Diary of Unknown Symptoms

Mystery of the Internal Vibration

Entry for February 19, 2008

Deficiency of Threonine
It is a precursor of isoleucine and imbalance may result if the synthesis rate from asparate is incorrect.

Therapeutic doses of threonine range from 300 to 1,200 mg per day. Threonine is known to require vitamin B-6, magnesium, and niacin for its optimal utilization and metabolism in the body. It is therapeutically useful when administered along with the branched-chain amino acids valine, isoleucine, and leucine.

Threonine should not be taken with protein or competitive amino acids such as Tyrosine, Phenylalanine, Tryptophan, Alanine and Seine, as well as the branched-chain amino acids, Leucine, Isoleucine, Valine, since they may inhibit the uptake of Threonine into the brain.

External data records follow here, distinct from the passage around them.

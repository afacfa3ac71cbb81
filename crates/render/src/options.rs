use std::path::Path;
use std::time::Duration;

pub const DEFAULT_USER_AGENT: &str = "Mozilla/5.0 (Windows NT 10.0; Win64; x64) AppleWebKit/537.36 (KHTML, like Gecko) Chrome/120.0.0.0 Safari/537.36";

/// How pages are loaded and presented to the site.
#[derive(Debug, Clone, PartialEq, Eq)]
pub struct RenderOptions {
    pub user_agent: String,
    /// BCP 47 language tag sent as the browser UI language.
    pub locale: String,
    pub viewport: (u32, u32),
    /// Hard limit for one page; Chrome is killed when it runs out.
    pub timeout: Duration,
    /// Virtual time granted to scripts after load, so dynamically inserted
    /// listings are present in the dumped DOM.
    pub settle: Duration,
}
impl Default for RenderOptions {
    fn default() -> Self {
        Self {
            user_agent: DEFAULT_USER_AGENT.to_string(),
            locale: "pt-BR".to_string(),
            viewport: (1920, 1080),
            timeout: Duration::from_secs(30),
            settle: Duration::from_millis(2000),
        }
    }
}
impl RenderOptions {
    /// Command-line flags for a single `--dump-dom` invocation; the URL goes
    /// last and is not included.
    pub(crate) fn args(&self, profile: &Path) -> Vec<String> {
        let (width, height) = self.viewport;
        vec![
            "--headless=new".to_string(),
            "--disable-gpu".to_string(),
            "--no-first-run".to_string(),
            "--no-default-browser-check".to_string(),
            "--disable-extensions".to_string(),
            "--mute-audio".to_string(),
            "--hide-scrollbars".to_string(),
            "--disable-blink-features=AutomationControlled".to_string(),
            "--blink-settings=imagesEnabled=false".to_string(),
            format!("--user-agent={}", self.user_agent),
            format!("--lang={}", self.locale),
            format!("--window-size={width},{height}"),
            format!("--virtual-time-budget={}", self.settle.as_millis()),
            format!("--user-data-dir={}", profile.display()),
            "--dump-dom".to_string(),
        ]
    }
}
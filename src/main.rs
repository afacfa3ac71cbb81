//! `airing`: watches the catalog site's latest updates and records newly
//! published episodes in a local SQLite database.

mod cli;
mod schedule;

use crate::cli::{Args, Command};
use airing_config::Config;
use airing_extract::Site;
use airing_metadata::{Resolver, Tmdb};
use airing_render::{RenderOptions, Renderer};
use airing_store::{Database, Repository, SeriesId};
use airing_sync::{Reconciler, SyncOptions};
use clap::Parser;
use miette::{IntoDiagnostic, Result, miette};
use std::fmt::Debug;
use std::sync::Arc;
use time::format_description::BorrowedFormatItem;
use time::macros::format_description;
use time::{OffsetDateTime, UtcOffset};
use tracing_subscriber::EnvFilter;
use tracing_subscriber::layer::SubscriberExt;
use tracing_subscriber::util::SubscriberInitExt;

const TIMESTAMP: &[BorrowedFormatItem<'_>] = format_description!("[year]-[month]-[day] [hour]:[minute]");

/// Renders an error tree (with locations) as a diagnostic.
fn report(error: impl Debug) -> miette::Report {
    miette!("{error:?}")
}

fn main() -> Result<()> {
    let args = Args::parse();
    tracing_subscriber::registry()
        .with(EnvFilter::try_from_default_env().unwrap_or_else(|_| EnvFilter::new(args.log_filter())))
        .with(tracing_subscriber::fmt::layer())
        .init();

    // The local offset can only be read soundly while the process is still
    // single-threaded, so before the runtime starts.
    let offset = UtcOffset::current_local_offset().unwrap_or_else(|_| {
        tracing::warn!("Could not determine the local UTC offset; schedule times are interpreted as UTC");
        UtcOffset::UTC
    });

    let config = Config::load(args.config.as_deref()).map_err(report)?;
    tracing::debug!(?config.database.path, site = %config.site.base_url, "Configuration loaded");

    tokio::runtime::Builder::new_multi_thread()
        .enable_all()
        .build()
        .into_diagnostic()?
        .block_on(execute(args.command, &config, offset))
}

async fn execute(command: Command, config: &Config, offset: UtcOffset) -> Result<()> {
    let db = Database::connect(&config.database.path).await.map_err(report)?;
    let result = match command {
        Command::Sync => sync(config, &db).await,
        Command::Watch => watch(config, &db, offset).await,
        Command::Stats => stats(&db).await,
        Command::Series => series(&db, offset).await,
        Command::Episodes { series_id } => episodes(&db, SeriesId(series_id), offset).await,
    };
    db.close().await;
    result
}

fn reconciler(config: &Config, db: &Database) -> Result<Reconciler> {
    let options = RenderOptions {
        user_agent: config.site.user_agent.clone(),
        locale: config.site.locale.clone(),
        timeout: config.site.timeout(),
        settle: config.site.settle(),
        ..RenderOptions::default()
    };
    let renderer = match &config.site.chrome {
        Some(path) => Renderer::with_chrome(path, options),
        None => Renderer::new(options),
    }
    .map_err(report)?;
    let site = Site::new(config.site.base_url().map_err(report)?, renderer);
    Ok(Reconciler::new(
        Repository::from(db),
        Arc::new(site),
        resolver(config),
        SyncOptions {
            preferred_country: config.sync.preferred_country.clone(),
            fallback_country: config.sync.fallback_country.clone(),
        },
    ))
}

fn resolver(config: &Config) -> Resolver {
    let Some(api_key) = config.metadata.api_key() else {
        tracing::warn!("No TMDB API key configured; new series are stored without metadata");
        return Resolver::disabled();
    };
    let tmdb = config
        .metadata
        .base_url()
        .map_err(report)
        .and_then(|base_url| Tmdb::new(api_key, base_url.as_str(), config.metadata.timeout()).map_err(report));
    match tmdb {
        Ok(tmdb) => Resolver::new(Arc::new(tmdb), config.metadata.language.as_str()),
        Err(error) => {
            tracing::warn!(%error, "Metadata provider unavailable; new series are stored without metadata");
            Resolver::disabled()
        },
    }
}

async fn sync(config: &Config, db: &Database) -> Result<()> {
    let summary = reconciler(config, db)?.run().await.map_err(report)?;
    println!("{summary}");
    Ok(())
}

/// Runs at every configured time of day; a failed run is logged and the
/// loop waits for the next slot. Ctrl-C stops the loop, also mid-run.
async fn watch(config: &Config, db: &Database, offset: UtcOffset) -> Result<()> {
    let reconciler = reconciler(config, db)?;
    let times = &config.schedule.times;
    if times.is_empty() {
        return Err(miette!("no schedule times configured"));
    }
    let mut due_now = config.schedule.run_on_start;
    loop {
        if !due_now {
            let now = OffsetDateTime::now_utc().to_offset(offset);
            let Some(next) = schedule::next_run(now, times) else {
                return Err(miette!("no schedule times configured"));
            };
            tracing::info!(next = %next.format(TIMESTAMP).into_diagnostic()?, "Waiting for the next scheduled run");
            tokio::select! {
                _ = tokio::time::sleep(schedule::wait_until(now, next)) => {},
                _ = tokio::signal::ctrl_c() => break,
            }
        }
        due_now = false;
        tokio::select! {
            result = reconciler.run() => match result {
                Ok(summary) => tracing::info!(%summary, "Scheduled run finished"),
                Err(error) => tracing::error!(error = ?error, "Scheduled run failed; retrying at the next slot"),
            },
            _ = tokio::signal::ctrl_c() => break,
        }
    }
    tracing::info!("Interrupted; stopping");
    Ok(())
}

async fn stats(db: &Database) -> Result<()> {
    let stats = Repository::from(db).stats().await.map_err(report)?;
    println!("{} series | {} episodes", stats.series, stats.episodes);
    Ok(())
}

async fn series(db: &Database, offset: UtcOffset) -> Result<()> {
    for series in Repository::from(db).list_all_series().await.map_err(report)? {
        let checked = series.updated_at.to_offset(offset).format(TIMESTAMP).into_diagnostic()?;
        let tmdb = series.tmdb_id.map(|id| id.to_string()).unwrap_or_else(|| "-".to_string());
        let origin = series.origin_country.as_deref().unwrap_or("-");
        println!("{:>5}  {checked}  tmdb:{tmdb:<8} {origin:<3} {}", series.id, series.title);
    }
    Ok(())
}

async fn episodes(db: &Database, series_id: SeriesId, offset: UtcOffset) -> Result<()> {
    let repository = Repository::from(db);
    let series = repository
        .get_series(series_id)
        .await
        .map_err(report)?
        .ok_or_else(|| miette!("no series with id {series_id}"))?;
    println!("{}", series.title);
    for episode in repository.list_episodes(series_id).await.map_err(report)? {
        let added = episode.added_at.to_offset(offset).format(TIMESTAMP).into_diagnostic()?;
        println!("  S{:02}E{:02}  {added}  {}", episode.season, episode.number, episode.source_url);
    }
    match repository.latest_episode(series_id).await.map_err(report)? {
        Some(latest) => println!("latest: S{:02}E{:02}", latest.season, latest.number),
        None => println!("no episodes recorded"),
    }
    Ok(())
}
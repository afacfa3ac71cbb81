use crate::Renderer;
use crate::error::{ErrorKind, Result};
use exn::ResultExt;
use std::process::Stdio;
use tracing::instrument;
use url::Url;

impl Renderer {
    /// Loads `url` in a fresh headless browser and returns the serialized DOM
    /// once scripts have settled.
    ///
    /// Every call gets a throwaway profile directory, so no cookies or cache
    /// carry over between pages.
    #[instrument(skip(self), fields(url = %url))]
    pub async fn render(&self, url: &Url) -> Result<String> {
        let profile = tempfile::TempDir::new().or_raise(|| ErrorKind::Io)?;
        let mut command = self.chrome.command();
        command
            .args(self.options.args(profile.path()))
            .arg(url.as_str())
            .stdin(Stdio::null())
            .stdout(Stdio::piped())
            .stderr(Stdio::piped())
            // Dropping the child on timeout must not leave a browser behind.
            .kill_on_drop(true);
        let child = command.spawn().or_raise(|| ErrorKind::Io)?;
        let output = match tokio::time::timeout(self.options.timeout, child.wait_with_output()).await {
            Ok(output) => output.or_raise(|| ErrorKind::Io)?,
            Err(_) => {
                tracing::warn!(timeout = ?self.options.timeout, "Chrome timed out; killed");
                exn::bail!(ErrorKind::ChromeTimeout(self.options.timeout));
            },
        };
        if !output.status.success() {
            let stderr = String::from_utf8_lossy(&output.stderr);
            tracing::debug!(stderr = %stderr.trim(), "Chrome stderr");
            exn::bail!(ErrorKind::ChromeFailed(output.status.code().unwrap_or(-1)));
        }
        let html = String::from_utf8_lossy(&output.stdout).into_owned();
        if html.trim().is_empty() {
            exn::bail!(ErrorKind::EmptyDocument);
        }
        tracing::debug!(html_size = html.len(), "Rendered page");
        Ok(html)
    }
}

#[cfg(all(test, unix))]
mod tests {
    use crate::{RenderOptions, Renderer};
    use crate::error::ErrorKind;
    use std::io::Write;
    use std::os::unix::fs::PermissionsExt;
    use std::time::Duration;
    use url::Url;

    /// Writes a shell script standing in for Chrome.
    fn fake_chrome(dir: &tempfile::TempDir, body: &str) -> std::path::PathBuf {
        let path = dir.path().join("chrome");
        {
            let mut file = std::fs::File::create(&path).unwrap();
            writeln!(file, "#!/bin/sh\n{body}").unwrap();
            file.sync_all().unwrap();
        }
        std::fs::set_permissions(&path, std::fs::Permissions::from_mode(0o755)).unwrap();
        path
    }

    fn url() -> Url {
        Url::parse("https://catalog.example/").unwrap()
    }

    #[tokio::test]
    async fn test_render_returns_stdout() {
        let dir = tempfile::tempdir().unwrap();
        let chrome = fake_chrome(&dir, r#"for last; do :; done; echo "<html><body>$last</body></html>""#);
        let renderer = Renderer::with_chrome(chrome, RenderOptions::default()).unwrap();
        let html = renderer.render(&url()).await.unwrap();
        assert_eq!(html.trim(), "<html><body>https://catalog.example/</body></html>");
    }

    #[tokio::test]
    async fn test_render_failure_exit_code() {
        let dir = tempfile::tempdir().unwrap();
        let chrome = fake_chrome(&dir, "echo 'crashed' >&2; exit 3");
        let renderer = Renderer::with_chrome(chrome, RenderOptions::default()).unwrap();
        let err = renderer.render(&url()).await.unwrap_err();
        assert!(matches!(&*err, ErrorKind::ChromeFailed(3)));
    }

    #[tokio::test]
    async fn test_render_empty_document() {
        let dir = tempfile::tempdir().unwrap();
        let chrome = fake_chrome(&dir, "exit 0");
        let renderer = Renderer::with_chrome(chrome, RenderOptions::default()).unwrap();
        let err = renderer.render(&url()).await.unwrap_err();
        assert!(matches!(&*err, ErrorKind::EmptyDocument));
    }

    #[tokio::test]
    async fn test_render_timeout() {
        let dir = tempfile::tempdir().unwrap();
        let chrome = fake_chrome(&dir, "exec sleep 10");
        let options = RenderOptions { timeout: Duration::from_millis(200), ..RenderOptions::default() };
        let renderer = Renderer::with_chrome(chrome, options).unwrap();
        let err = renderer.render(&url()).await.unwrap_err();
        assert!(matches!(&*err, ErrorKind::ChromeTimeout(_)));
        assert!(err.is_retryable());
    }
}
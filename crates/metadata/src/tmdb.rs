use crate::error::{ErrorKind, Result};
use crate::models::SearchResult;
use crate::provider::MetadataProvider;
use async_trait::async_trait;
use exn::ResultExt;
use reqwest::Client;
use serde::Deserialize;
use std::time::Duration;
use tracing::instrument;

pub const DEFAULT_BASE_URL: &str = "https://api.themoviedb.org/3";
pub const DEFAULT_TIMEOUT: Duration = Duration::from_secs(10);

#[derive(Debug, Deserialize)]
struct SearchResponse {
    #[serde(default)]
    results: Vec<SearchResult>,
}

/// The Movie Database (TMDB) v3 API.
#[derive(Debug, Clone)]
pub struct Tmdb {
    client: Client,
    base_url: String,
    api_key: String,
}
impl Tmdb {
    /// Creates a client with a per-request timeout.
    ///
    /// Fails with [`ErrorKind::MissingCredential`] when `api_key` is blank,
    /// so a misconfiguration shows up once at startup instead of on every
    /// lookup.
    pub fn new(api_key: impl Into<String>, base_url: impl Into<String>, timeout: Duration) -> Result<Self> {
        let api_key = api_key.into().trim().to_string();
        if api_key.is_empty() {
            exn::bail!(ErrorKind::MissingCredential);
        }
        let client = Client::builder()
            .timeout(timeout)
            .user_agent(concat!(env!("CARGO_PKG_NAME"), "/", env!("CARGO_PKG_VERSION")))
            .build()
            .or_raise(|| ErrorKind::Request)?;
        Ok(Self {
            client,
            base_url: base_url.into().trim_end_matches('/').to_string(),
            api_key,
        })
    }

    fn search_url(&self) -> String {
        format!("{}/search/tv", self.base_url)
    }
}

#[async_trait]
impl MetadataProvider for Tmdb {
    fn name(&self) -> &'static str {
        "tmdb"
    }

    #[instrument(skip(self))]
    async fn search_by_title(&self, title: &str, language: &str) -> Result<Vec<SearchResult>> {
        let response = self
            .client
            .get(self.search_url())
            .query(&[("api_key", self.api_key.as_str()), ("language", language), ("query", title), ("page", "1")])
            .send()
            .await
            // The URL carries the API key; keep it out of error reports.
            .map_err(reqwest::Error::without_url)
            .or_raise(|| ErrorKind::Request)?;
        let status = response.status();
        if !status.is_success() {
            exn::bail!(ErrorKind::Status(status.as_u16()));
        }
        let body: SearchResponse =
            response.json().await.map_err(reqwest::Error::without_url).or_raise(|| ErrorKind::InvalidResponse)?;
        tracing::debug!(results = body.results.len(), "TMDB search completed");
        Ok(body.results)
    }
}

Exceeding the recommended doses of threonine can disrupt liver function, and cause the formation of too much urea, and consequently ammonia toxicity, in your body.

Main Functions:

Required for formation of collagen.
Helps prevent fatty deposits in the liver.
Aids in production of antibodies.
Can be converted to Glycine (a neurotransmitter) in the central nervous system.
Acts as detoxifier.
Needed by the gastrointestinal tract for normal functioning.
Provides symptomatic relief in ALS (Amyotrophic Lateral Sclerosis, Lou Gehrig’s Disease).
Threonine is often low in depressed patients. In that group of patients, Threonine is helpful in treating the depression.